At the time you’re making the choice to drink and drive, you probably aren’t thinking of a penalty like an ignition interlock or how you would answer a question like, “Mom, what’s an ignition interlock?” or “Why are you blowing in that?” It would be even difficult to explain the penalties associated with drunk driving, and even harder if your children were in the car with you when you’re arrested.

That’s what happened to one mother in Texas recently. She was driving down an Austin Interstate when she struck a car from behind. She kept driving north and rear-ended another car before she continued driving, and was speeding onto an on-ramp and crossing lanes to go straight into a guard-rail before she was finally stopped. When officers pulled her out of the vehicle, they looked in the back seat and found two small children.
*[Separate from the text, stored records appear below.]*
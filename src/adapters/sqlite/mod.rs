//! SQLite database adapters for the TrackFlow completion engine.

pub mod connection;
pub mod legacy_authoring_repository;
pub mod migrations;
pub mod progress_repository;
pub mod song_repository;
pub mod workflow_repository;

pub use connection::{create_pool, create_test_pool, verify_connection, ConnectionError, PoolConfig};
pub use legacy_authoring_repository::SqliteLegacyAuthoringRepository;
pub use migrations::{all_embedded_migrations, Migration, MigrationError, Migrator};
pub use progress_repository::SqliteProgressRepository;
pub use song_repository::SqliteSongRepository;
pub use workflow_repository::SqliteWorkflowRepository;

use chrono::{DateTime, Utc};
use sqlx::SqlitePool;

use crate::domain::errors::{DomainError, DomainResult};

/// Largest id list bound into a single `IN (...)` clause.
pub(crate) const ID_CHUNK_SIZE: usize = 500;

/// Sorted, deduplicated copy of an id list.
pub(crate) fn distinct_ids(ids: &[i64]) -> Vec<i64> {
    let mut ids = ids.to_vec();
    ids.sort_unstable();
    ids.dedup();
    ids
}

/// Parse an RFC3339 datetime string from a SQLite row field.
pub fn parse_datetime(s: &str) -> DomainResult<DateTime<Utc>> {
    chrono::DateTime::parse_from_rfc3339(s)
        .map_err(|e| DomainError::SerializationError(e.to_string()))
        .map(|dt| dt.with_timezone(&Utc))
}

/// Parse an optional RFC3339 datetime string from a SQLite row field.
pub fn parse_optional_datetime(s: Option<String>) -> DomainResult<Option<DateTime<Utc>>> {
    s.map(|s| chrono::DateTime::parse_from_rfc3339(&s).map(|d| d.with_timezone(&Utc)))
        .transpose()
        .map_err(|e| DomainError::SerializationError(e.to_string()))
}

#[derive(Debug, thiserror::Error)]
pub enum DatabaseError {
    #[error("Connection error: {0}")]
    Connection(#[from] ConnectionError),
    #[error("Migration error: {0}")]
    Migration(#[from] MigrationError),
    #[error("Query error: {0}")]
    Query(#[from] sqlx::Error),
}

pub async fn initialize_database(database_url: &str, config: Option<PoolConfig>) -> Result<SqlitePool, DatabaseError> {
    let pool = create_pool(database_url, config).await?;
    let migrator = Migrator::new(pool.clone());
    migrator.run_embedded_migrations(all_embedded_migrations()).await?;
    Ok(pool)
}

pub async fn initialize_default_database() -> Result<SqlitePool, DatabaseError> {
    initialize_database("sqlite:.trackflow/trackflow.db", None).await
}

/// Create an in-memory test pool with all migrations applied.
pub async fn create_migrated_test_pool() -> Result<SqlitePool, DatabaseError> {
    let pool = create_test_pool().await?;
    let migrator = Migrator::new(pool.clone());
    migrator.run_embedded_migrations(all_embedded_migrations()).await?;
    Ok(pool)
}


#[cfg(test)]
mod tests {
    use super::*;

    #[test]
    fn test_distinct_ids() {
        assert_eq!(distinct_ids(&[3, 1, 3, 2, 1]), vec![1, 2, 3]);
        assert!(distinct_ids(&[]).is_empty());
    }

    #[test]
    fn test_parse_optional_datetime() {
        assert!(parse_optional_datetime(None).unwrap().is_none());
        let parsed = parse_optional_datetime(Some("2026-03-01T12:00:00+00:00".to_string())).unwrap();
        assert_eq!(parsed.unwrap().to_rfc3339(), "2026-03-01T12:00:00+00:00");
        assert!(parse_datetime("not a date").is_err());
    }
}
use anyhow::{Context, Result};
use figment::providers::{Env, Format, Serialized, Yaml};
use figment::Figment;
use std::path::Path;
use thiserror::Error;

use crate::domain::models::config::Config;

/// Configuration error types
#[derive(Error, Debug)]
pub enum ConfigError {
    #[error("Invalid log level: {0}. Must be one of: trace, debug, info, warn, error")]
    InvalidLogLevel(String),

    #[error("Invalid log format: {0}. Must be one of: json, pretty")]
    InvalidLogFormat(String),

    #[error("Database path cannot be empty")]
    EmptyDatabasePath,

    #[error("Invalid max_connections: {0}. Must be at least 1")]
    InvalidMaxConnections(u32),

    #[error("Invalid cache ttl_secs: {0}. Must be at least 1")]
    InvalidCacheTtl(u64),

    #[error("Invalid cache cleanup_threshold: {0}. Must be at least 1")]
    InvalidCleanupThreshold(usize),

    #[error("Invalid backfill batch_size: {0}. Must be at least 1")]
    InvalidBatchSize(usize),
}

/// Environment variable prefix; nested keys are separated by `__`.
pub const ENV_PREFIX: &str = "TRACKFLOW_";

/// Configuration loader with hierarchical merging
pub struct ConfigLoader;

impl ConfigLoader {
    /// Load configuration with hierarchical merging
    ///
    /// Precedence (lowest to highest):
    /// 1. Programmatic defaults (Serialized)
    /// 2. .trackflow/config.yaml (project config, created by init)
    /// 3. .trackflow/local.yaml (project local overrides, optional)
    /// 4. Environment variables (TRACKFLOW_* prefix, highest priority)
    pub fn load() -> Result<Config> {
        Self::load_from_dir(".")
    }

    /// Same layering as [`ConfigLoader::load`], rooted at `root` instead of the
    /// working directory.
    pub fn load_from_dir(root: impl AsRef<Path>) -> Result<Config> {
        let root = root.as_ref();
        let config: Config = Figment::new()
            .merge(Serialized::defaults(Config::default()))
            .merge(Yaml::file(root.join(".trackflow/config.yaml")))
            .merge(Yaml::file(root.join(".trackflow/local.yaml")))
            .merge(Env::prefixed(ENV_PREFIX).split("__"))
            .extract()
            .context("Failed to extract configuration from figment")?;

        Self::validate(&config)?;
        Ok(config)
    }

    /// Load configuration from a specific file, still honoring environment overrides
    pub fn load_from_file(path: impl AsRef<Path>) -> Result<Config> {
        let config: Config = Figment::new()
            .merge(Serialized::defaults(Config::default()))
            .merge(Yaml::file(path.as_ref()))
            .merge(Env::prefixed(ENV_PREFIX).split("__"))
            .extract()
            .context(format!("Failed to load config from {}", path.as_ref().display()))?;

        Self::validate(&config)?;
        Ok(config)
    }

    /// Validate configuration after loading
    pub fn validate(config: &Config) -> Result<(), ConfigError> {
        if config.database.path.is_empty() {
            return Err(ConfigError::EmptyDatabasePath);
        }

        if config.database.max_connections == 0 {
            return Err(ConfigError::InvalidMaxConnections(config.database.max_connections));
        }

        let valid_log_levels = ["trace", "debug", "info", "warn", "error"];
        if !valid_log_levels.contains(&config.logging.level.as_str()) {
            return Err(ConfigError::InvalidLogLevel(config.logging.level.clone()));
        }

        let valid_log_formats = ["json", "pretty"];
        if !valid_log_formats.contains(&config.logging.format.as_str()) {
            return Err(ConfigError::InvalidLogFormat(config.logging.format.clone()));
        }

        if config.cache.ttl_secs == 0 {
            return Err(ConfigError::InvalidCacheTtl(config.cache.ttl_secs));
        }

        if config.cache.cleanup_threshold == 0 {
            return Err(ConfigError::InvalidCleanupThreshold(config.cache.cleanup_threshold));
        }

        if config.backfill.batch_size == 0 {
            return Err(ConfigError::InvalidBatchSize(config.backfill.batch_size));
        }

        Ok(())
    }
}
//! Progress CLI commands.

use anyhow::{Context, Result};
use clap::{ArgGroup, Args, Subcommand};
use serde::Serialize;

use crate::cli::context::AppContext;
use crate::cli::output::{output, CommandOutput};
use crate::domain::models::{SongId, SongProgress};

#[derive(Subcommand, Debug)]
pub enum ProgressCommands {
    /// Mark one step of a song done or not done
    Set(SetArgs),
}

#[derive(Args, Debug)]
#[command(group(ArgGroup::new("state").required(true).args(["done", "undone"])))]
pub struct SetArgs {
    pub song_id: SongId,

    pub step: String,

    /// Mark the step completed
    #[arg(long)]
    pub done: bool,

    /// Mark the step not completed
    #[arg(long)]
    pub undone: bool,

    /// Notes to store with the step; existing notes are kept when omitted
    #[arg(long)]
    pub notes: Option<String>,
}

#[derive(Debug, Serialize)]
pub struct ProgressOutput {
    pub progress: SongProgress,
}

impl CommandOutput for ProgressOutput {
    fn to_human(&self) -> String {
        let p = &self.progress;
        let state = if p.is_completed { "done" } else { "not done" };
        let mut lines = vec![format!("Song {} step '{}' marked {}", p.song_id, p.step_name, state)];
        if let Some(at) = p.completed_at {
            lines.push(format!("Completed at: {}", at.format("%Y-%m-%d %H:%M:%S UTC")));
        }
        if let Some(notes) = &p.notes {
            lines.push(format!("Notes:        {notes}"));
        }
        lines.join("\n")
    }

    fn to_json(&self) -> serde_json::Value {
        serde_json::to_value(self).unwrap_or_default()
    }
}

pub async fn execute(command: ProgressCommands, ctx: &AppContext, json_mode: bool) -> Result<()> {
    match command {
        ProgressCommands::Set(args) => {
            let progress = ctx
                .progress_service()
                .set_step_completion(args.song_id, &args.step, args.done, args.notes)
                .await
                .with_context(|| format!("Failed to update step '{}' of song {}", args.step, args.song_id))?;
            output(&ProgressOutput { progress }, json_mode);
        }
    }
    Ok(())
}

#[cfg(test)]
mod tests {
    use super::*;
    use chrono::{TimeZone, Utc};

    #[test]
    fn test_human_output() {
        let now = Utc.with_ymd_and_hms(2026, 3, 1, 12, 0, 0).unwrap();
        let out = ProgressOutput {
            progress: SongProgress::new(5, "drums", true, now).with_notes(Some("first pass".to_string())),
        };
        let human = out.to_human();
        assert!(human.contains("Song 5 step 'drums' marked done"));
        assert!(human.contains("2026-03-01 12:00:00 UTC"));
        assert!(human.contains("first pass"));
    }
}
//! TrackFlow CLI entry point.

use anyhow::Context;
use clap::Parser;

use trackflow::cli::{commands, AppContext, Cli, Commands};
use trackflow::infrastructure::logging::{LogConfig, LoggerImpl};
use trackflow::ConfigLoader;

#[tokio::main]
async fn main() {
    let cli = Cli::parse();
    let json = cli.json;

    if let Err(err) = run(cli).await {
        trackflow::cli::handle_error(&err, json);
        std::process::exit(1);
    }
}

async fn run(cli: Cli) -> anyhow::Result<()> {
    let config = match &cli.config {
        Some(path) => ConfigLoader::load_from_file(path)?,
        None => ConfigLoader::load()?,
    };
    let _logger = LoggerImpl::init(&LogConfig::from(&config.logging)).context("Failed to initialize logging")?;

    match cli.command {
        Commands::Init(args) => commands::init::execute(args, &config, cli.json).await,
        command => {
            let ctx = AppContext::open(config).await?;
            let result = dispatch(command, &ctx, cli.json).await;
            ctx.pool.close().await;
            result
        }
    }
}

async fn dispatch(command: Commands, ctx: &AppContext, json: bool) -> anyhow::Result<()> {
    match command {
        Commands::Init(_) => Ok(()),
        Commands::Completion(args) => commands::completion::execute(args, ctx, json).await,
        Commands::Backfill(args) => commands::backfill::execute(args, ctx, json).await,
        Commands::Workflow(command) => commands::workflow::execute(command, ctx, json).await,
        Commands::Progress(command) => commands::progress::execute(command, ctx, json).await,
    }
}
//! SQLite implementation of the SongRepository.

use async_trait::async_trait;
use sqlx::{QueryBuilder, Sqlite, SqlitePool};
use std::collections::HashMap;

use crate::adapters::sqlite::{distinct_ids, ID_CHUNK_SIZE};
use crate::domain::errors::DomainResult;
use crate::domain::models::{SongId, SongRef, UserId};
use crate::domain::ports::SongRepository;

#[derive(Clone)]
pub struct SqliteSongRepository {
    pool: SqlitePool,
}

impl SqliteSongRepository {
    pub fn new(pool: SqlitePool) -> Self {
        Self { pool }
    }
}

#[async_trait]
impl SongRepository for SqliteSongRepository {
    async fn owners_for_songs(&self, song_ids: &[SongId]) -> DomainResult<HashMap<SongId, UserId>> {
        let mut owners = HashMap::new();

        for chunk in distinct_ids(song_ids).chunks(ID_CHUNK_SIZE) {
            let mut builder: QueryBuilder<Sqlite> = QueryBuilder::new("SELECT id, user_id FROM songs WHERE id IN (");
            let mut separated = builder.separated(", ");
            for id in chunk {
                separated.push_bind(*id);
            }
            separated.push_unseparated(")");

            let rows: Vec<(i64, i64)> = builder.build_query_as().fetch_all(&self.pool).await?;
            owners.extend(rows);
        }

        Ok(owners)
    }

    async fn songs_for_user(&self, user_id: UserId) -> DomainResult<Vec<SongRef>> {
        let rows: Vec<(i64, i64)> = sqlx::query_as("SELECT id, user_id FROM songs WHERE user_id = ? ORDER BY id")
            .bind(user_id)
            .fetch_all(&self.pool)
            .await?;

        Ok(rows.into_iter().map(|(id, owner)| SongRef::new(id, owner)).collect())
    }
}

#[cfg(test)]
mod tests {
    use super::*;
    use crate::adapters::sqlite::create_migrated_test_pool;
    use crate::adapters::sqlite::test_support::{seed_song, seed_user};

    #[tokio::test]
    async fn test_owner_lookups() {
        let pool = create_migrated_test_pool().await.unwrap();
        seed_user(&pool, 1).await;
        seed_user(&pool, 2).await;
        seed_song(&pool, 10, 1).await;
        seed_song(&pool, 11, 1).await;
        seed_song(&pool, 20, 2).await;
        let repo = SqliteSongRepository::new(pool);

        let owners = repo.owners_for_songs(&[10, 20, 99]).await.unwrap();
        assert_eq!(owners.len(), 2);
        assert_eq!(owners[&10], 1);
        assert_eq!(owners[&20], 2);

        let resolved = repo.resolve(&[20, 99, 10]).await.unwrap();
        assert_eq!(resolved, vec![SongRef::new(20, 2), SongRef::new(10, 1)]);

        let songs = repo.songs_for_user(1).await.unwrap();
        assert_eq!(songs, vec![SongRef::new(10, 1), SongRef::new(11, 1)]);
    }
}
The driver could hardly stay awake during her field sobriety tests, and when she submitted to a breathalyzer test she was found to have a blood alcohol concentration (BAC) of .258. That’s three times the legal limit, and it’s incredible that she made the choice to drive with her children in the car.

She’s been charged with felony driving while intoxicated (DWI), and that comes with jail time and a host of other penalties. Texas is also an all offender ignition interlock state, so if she ever drives with her kids in the car again, she will be explaining to her children exactly what an ignition interlock is and why she needs to drive with one.

Parents do make mistakes, but before you get behind the wheel after even one drink, you really need to ask yourself whether making the choice to drink and drive is something you want to explain to your kids or have them there as witnesses. Every parent owes it to their children to keep them safe, and no one is safe when you’re drinking and driving.